Tout le monde est concerné par les biais cognitifs. Tout le monde en est victime. Mais vous sans doute moins que les autres.
Dans notre article précédent, nous concluions sur une intuition forte : chacun de nous n’est pas forcément le mieux placé pour répondre à la question « qui suis-je ? » Nous avons l’illusion de nous connaître, mais pour reprendre une expression utilisée par de nombreux psychothérapeutes « l’œil ne se voit pas ». Les jugements que nous posons sur nous-mêmes ne sont pas toujours très justes ; nous ne sommes pas lisibles à nous-mêmes.
On a beaucoup parlé d’ultracrépidarianisme[1] à l’occasion de la pandémie. En cette période anxiogène, des millions de personnes ont fait part sur les réseaux sociaux de leur avis sur la manière de combattre l’épidémie. Des millions d’infectiologues, épidémiologistes, virologues et vaccinologues autoproclamés se sont exprimés doctement sur Facebook ou tweeter, souvent en s’en prenant à l’argumentation d’experts qui ont construit depuis des décennies leur légitimité sur ces questions.

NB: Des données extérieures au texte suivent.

use std::collections::HashMap;

use tokio::sync::RwLock;

use banter_core::domain::conversation::{ConversationId, ConversationState};

use super::{CheckpointRepository, RepositoryError};

/// In-memory checkpoint store with the same version contract as the SQL
/// implementation. Used by tests and by deployments that do not need
/// durable history.
#[derive(Default)]
pub struct InMemoryCheckpointRepository {
    states: RwLock<HashMap<String, ConversationState>>,
}

#[async_trait::async_trait]
impl CheckpointRepository for InMemoryCheckpointRepository {
    async fn load(
        &self,
        id: &ConversationId,
    ) -> Result<Option<ConversationState>, RepositoryError> {
        let states = self.states.read().await;
        Ok(states.get(&id.0).cloned())
    }

    async fn save(&self, state: &ConversationState) -> Result<(), RepositoryError> {
        let mut states = self.states.write().await;

        if let Some(existing) = states.get(&state.id.0) {
            if existing.version + 1 != state.version {
                return Err(RepositoryError::VersionConflict {
                    conversation_id: state.id.0.clone(),
                });
            }
        }

        states.insert(state.id.0.clone(), state.clone());
        Ok(())
    }

    async fn clear(&self, id: &ConversationId) -> Result<(), RepositoryError> {
        let mut states = self.states.write().await;
        states.remove(&id.0);
        Ok(())
    }
}

#[cfg(test)]
mod tests {
    use banter_core::domain::conversation::{ConversationId, ConversationState, Message, UserId};

    use crate::repositories::{
        CheckpointRepository, InMemoryCheckpointRepository, RepositoryError,
    };

    fn saved_state(id: &str, version: u32) -> ConversationState {
        let mut state =
            ConversationState::new(ConversationId(id.to_string()), UserId("user-1".to_string()));
        state.append(Message::user("hello"));
        state.version = version;
        state
    }

    #[tokio::test]
    async fn in_memory_checkpoint_round_trip() {
        let repo = InMemoryCheckpointRepository::default();
        let state = saved_state("conv-1", 1);

        repo.save(&state).await.expect("save state");
        let found = repo.load(&state.id).await.expect("load state");

        assert_eq!(found.map(|loaded| loaded.messages.len()), Some(1));
    }

    #[tokio::test]
    async fn in_memory_checkpoint_rejects_stale_version() {
        let repo = InMemoryCheckpointRepository::default();
        let state = saved_state("conv-2", 1);

        repo.save(&state).await.expect("save state");
        let error = repo.save(&state).await.expect_err("stale save should fail");

        assert!(matches!(error, RepositoryError::VersionConflict { .. }));
    }

    #[tokio::test]
    async fn in_memory_checkpoint_clear_is_idempotent() {
        let repo = InMemoryCheckpointRepository::default();
        let state = saved_state("conv-3", 1);

        repo.save(&state).await.expect("save state");
        repo.clear(&state.id).await.expect("first clear");
        repo.clear(&state.id).await.expect("second clear");

        let found = repo.load(&state.id).await.expect("load state");
        assert!(found.is_none());
    }
}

Mais il n’est pas aisé de se défaire de cette impression qui gonfle notre ego. Quoi de plus valorisant en effet que de se glisser dans le costume du sachant ? Quoi de plus enivrant que de se sentir plus malin que le commun des mortels, que les médias, que les experts ?
L’ignorance de l’ignorance : je ne sais pas que je ne sais pas
Les chercheurs en psychologie sociale ont mis en évidence ce biais de supériorité illusoire qui consiste à surestimer ses propres capacités en comparaison de celles des autres. Le suédois Ola Svenson a par exemple montré par une étude que des étudiants suédois et américains évaluaient leurs compétences en conduite et en sécurité comme bien au-dessus à celles des autres. Nous savons tous qu’il est dangereux d’écrire des SMS en conduisant ; pourtant, quand il nous arrive de le faire, nous sommes persuadés que ce risque s’applique moins (voire pas du tout) à nous. Le danger vient des autres, pas de soi évidemment. On peut aisément en déduire qu’il en va de même pour les dirigeants avec le leadership… Nous avons tendance à surestimer nos capacités dans l’art de diriger ; nous nous voyons sans doute plus beau que nous ne sommes en vérité.
Selon Dunning et Kruger, les personnes incompétentes sur un sujet ont tendance à surestimer leur niveau. Elles ne savent pas reconnaître les personnes réellement compétentes et n’ont pas conscience de leur propre niveau d’incompétences. Avec de la formation, ces personnes peuvent alors prendre conscience de leur degré d’incompétence antérieur.
Indispensable humilité
Dans le prolongement de cette idée, la psychologue Emily Pronin a découvert en 2002 que les sujets se considéraient généralement moins enclins aux biais cognitifs que les autres. Ces sujets savent pertinemment que tout le monde est traversé par de tels biais, mais ils sont convaincus que les autres le sont bien davantage qu’eux-mêmes. Ils estiment que leurs croyances sont justes et leurs références solides, alors que les individus qui ont des avis différents sont affectés par des biais et s’appuient sur des références peu fiables. Là encore, le biais de supériorité opère. C’est ce que Pronin appelle plus spécifiquement le biais de la tache aveugle[3].
Un conseil : si vous devez prendre une décision importante, contrebalancez votre surconfiance par un peu d’humilité. Comment ? Reconnaissez simplement votre perfectibilité en associant d’autres personnes à cette prise de décision. Vous limiterez ainsi le risque de vous tromper.
[1] Le fait de s’exprimer hors de son domaine de compétence, d’émettre un avis sur un sujet qu’on n maîtrise pas. On peut le rapprocher de l’effet Dunning-Kruger ou effet de surconfiance.
[2] Gérald Bronner, Déchéance de rationalité, Grasset, 2019.